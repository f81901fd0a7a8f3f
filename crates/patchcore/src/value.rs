use serde::{Deserialize, Serialize};
use std::collections::HashMap;
use std::fmt;
use std::sync::Arc;

/// Dynamic value carried by ports
#[derive(Debug, Clone, Default, Serialize, Deserialize, PartialEq)]
#[serde(tag = "type", content = "value")]
pub enum Value {
    #[default]
    Null,
    Bool(bool),
    Number(f64),
    String(String),
    Bytes(Vec<u8>),
    Json(serde_json::Value),
    Array(Vec<Value>),
    Object(HashMap<String, Value>),
    /// Zero-payload trigger
    Bang,
}

/// Tag of a [`Value`], used by type predicates
#[derive(Debug, Clone, Copy, PartialEq, Eq, Hash, Serialize, Deserialize)]
pub enum ValueKind {
    Null,
    Bool,
    Number,
    String,
    Bytes,
    Json,
    Array,
    Object,
    Bang,
}

impl Value {
    pub fn kind(&self) -> ValueKind {
        match self {
            Value::Null => ValueKind::Null,
            Value::Bool(_) => ValueKind::Bool,
            Value::Number(_) => ValueKind::Number,
            Value::String(_) => ValueKind::String,
            Value::Bytes(_) => ValueKind::Bytes,
            Value::Json(_) => ValueKind::Json,
            Value::Array(_) => ValueKind::Array,
            Value::Object(_) => ValueKind::Object,
            Value::Bang => ValueKind::Bang,
        }
    }

    pub fn as_str(&self) -> Option<&str> {
        match self {
            Value::String(s) => Some(s),
            _ => None,
        }
    }

    pub fn as_f64(&self) -> Option<f64> {
        match self {
            Value::Number(n) => Some(*n),
            _ => None,
        }
    }

    pub fn as_bool(&self) -> Option<bool> {
        match self {
            Value::Bool(b) => Some(*b),
            _ => None,
        }
    }

    pub fn as_array(&self) -> Option<&[Value]> {
        match self {
            Value::Array(items) => Some(items),
            _ => None,
        }
    }

    pub fn as_json(&self) -> Option<&serde_json::Value> {
        match self {
            Value::Json(j) => Some(j),
            _ => None,
        }
    }

    pub fn is_null(&self) -> bool {
        matches!(self, Value::Null)
    }

    pub fn is_bang(&self) -> bool {
        matches!(self, Value::Bang)
    }
}

impl fmt::Display for Value {
    fn fmt(&self, f: &mut fmt::Formatter<'_>) -> fmt::Result {
        match self {
            Value::Null => write!(f, "null"),
            Value::Bool(b) => write!(f, "{}", b),
            Value::Number(n) => write!(f, "{}", n),
            Value::String(s) => write!(f, "{}", s),
            Value::Bytes(b) => write!(f, "<{} bytes>", b.len()),
            Value::Json(j) => write!(f, "{}", j),
            Value::Array(items) => {
                let parts: Vec<String> = items.iter().map(|v| v.to_string()).collect();
                write!(f, "{}", parts.join(" "))
            }
            Value::Object(map) => {
                let mut keys: Vec<&String> = map.keys().collect();
                keys.sort();
                let parts: Vec<String> = keys
                    .into_iter()
                    .map(|k| format!("{}: {}", k, map[k]))
                    .collect();
                write!(f, "{{{}}}", parts.join(", "))
            }
            Value::Bang => write!(f, "bang"),
        }
    }
}

impl From<String> for Value {
    fn from(s: String) -> Self {
        Value::String(s)
    }
}

impl From<&str> for Value {
    fn from(s: &str) -> Self {
        Value::String(s.to_string())
    }
}

impl From<f64> for Value {
    fn from(n: f64) -> Self {
        Value::Number(n)
    }
}

impl From<i64> for Value {
    fn from(n: i64) -> Self {
        Value::Number(n as f64)
    }
}

impl From<bool> for Value {
    fn from(b: bool) -> Self {
        Value::Bool(b)
    }
}

impl From<serde_json::Value> for Value {
    fn from(j: serde_json::Value) -> Self {
        Value::Json(j)
    }
}

impl From<Vec<Value>> for Value {
    fn from(items: Vec<Value>) -> Self {
        Value::Array(items)
    }
}

/// Injectable predicate deciding which values a port accepts
#[derive(Clone)]
pub struct TypeCheck {
    label: String,
    predicate: Arc<dyn Fn(&Value) -> bool + Send + Sync>,
}

impl TypeCheck {
    /// Accept every value
    pub fn any() -> Self {
        Self::new("any", |_| true)
    }

    /// Accept exactly one kind of value
    pub fn only(kind: ValueKind) -> Self {
        Self::new(format!("{:?}", kind), move |v| v.kind() == kind)
    }

    /// Accept any of the listed kinds
    pub fn one_of(kinds: &[ValueKind]) -> Self {
        let kinds = kinds.to_vec();
        let label = kinds
            .iter()
            .map(|k| format!("{:?}", k))
            .collect::<Vec<_>>()
            .join("|");
        Self::new(label, move |v| kinds.contains(&v.kind()))
    }

    pub fn new(
        label: impl Into<String>,
        predicate: impl Fn(&Value) -> bool + Send + Sync + 'static,
    ) -> Self {
        Self {
            label: label.into(),
            predicate: Arc::new(predicate),
        }
    }

    pub fn accepts(&self, value: &Value) -> bool {
        (self.predicate)(value)
    }

    pub fn label(&self) -> &str {
        &self.label
    }
}

impl Default for TypeCheck {
    fn default() -> Self {
        Self::any()
    }
}

impl fmt::Debug for TypeCheck {
    fn fmt(&self, f: &mut fmt::Formatter<'_>) -> fmt::Result {
        f.debug_tuple("TypeCheck").field(&self.label).finish()
    }
}

#[cfg(test)]
mod tests {
    use super::*;

    #[test]
    fn test_kind_matches_variant() {
        assert_eq!(Value::from(1.5).kind(), ValueKind::Number);
        assert_eq!(Value::from("x").kind(), ValueKind::String);
        assert_eq!(Value::Bang.kind(), ValueKind::Bang);
        assert!(Value::default().is_null());
    }

    #[test]
    fn test_type_check_one_of() {
        let check = TypeCheck::one_of(&[ValueKind::Number, ValueKind::Bool]);
        assert!(check.accepts(&Value::Number(3.0)));
        assert!(check.accepts(&Value::Bool(false)));
        assert!(!check.accepts(&Value::from("3")));
        assert_eq!(check.label(), "Number|Bool");
    }

    #[test]
    fn test_bang_serializes_with_tag() {
        let json = serde_json::to_string(&Value::Bang).unwrap();
        assert_eq!(json, r#"{"type":"Bang"}"#);
        let back: Value = serde_json::from_str(&json).unwrap();
        assert!(back.is_bang());
    }

    #[test]
    fn test_display_array() {
        let v = Value::Array(vec![Value::from(1i64), Value::from("a"), Value::Bang]);
        assert_eq!(v.to_string(), "1 a bang");
    }
}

____

Task goal
Show the lines from the data above that contain the string "PartialEq".

Answer box
#[derive(Debug, Clone, Default, Serialize, Deserialize, PartialEq)]
#[derive(Debug, Clone, Copy, PartialEq, Eq, Hash, Serialize, Deserialize)]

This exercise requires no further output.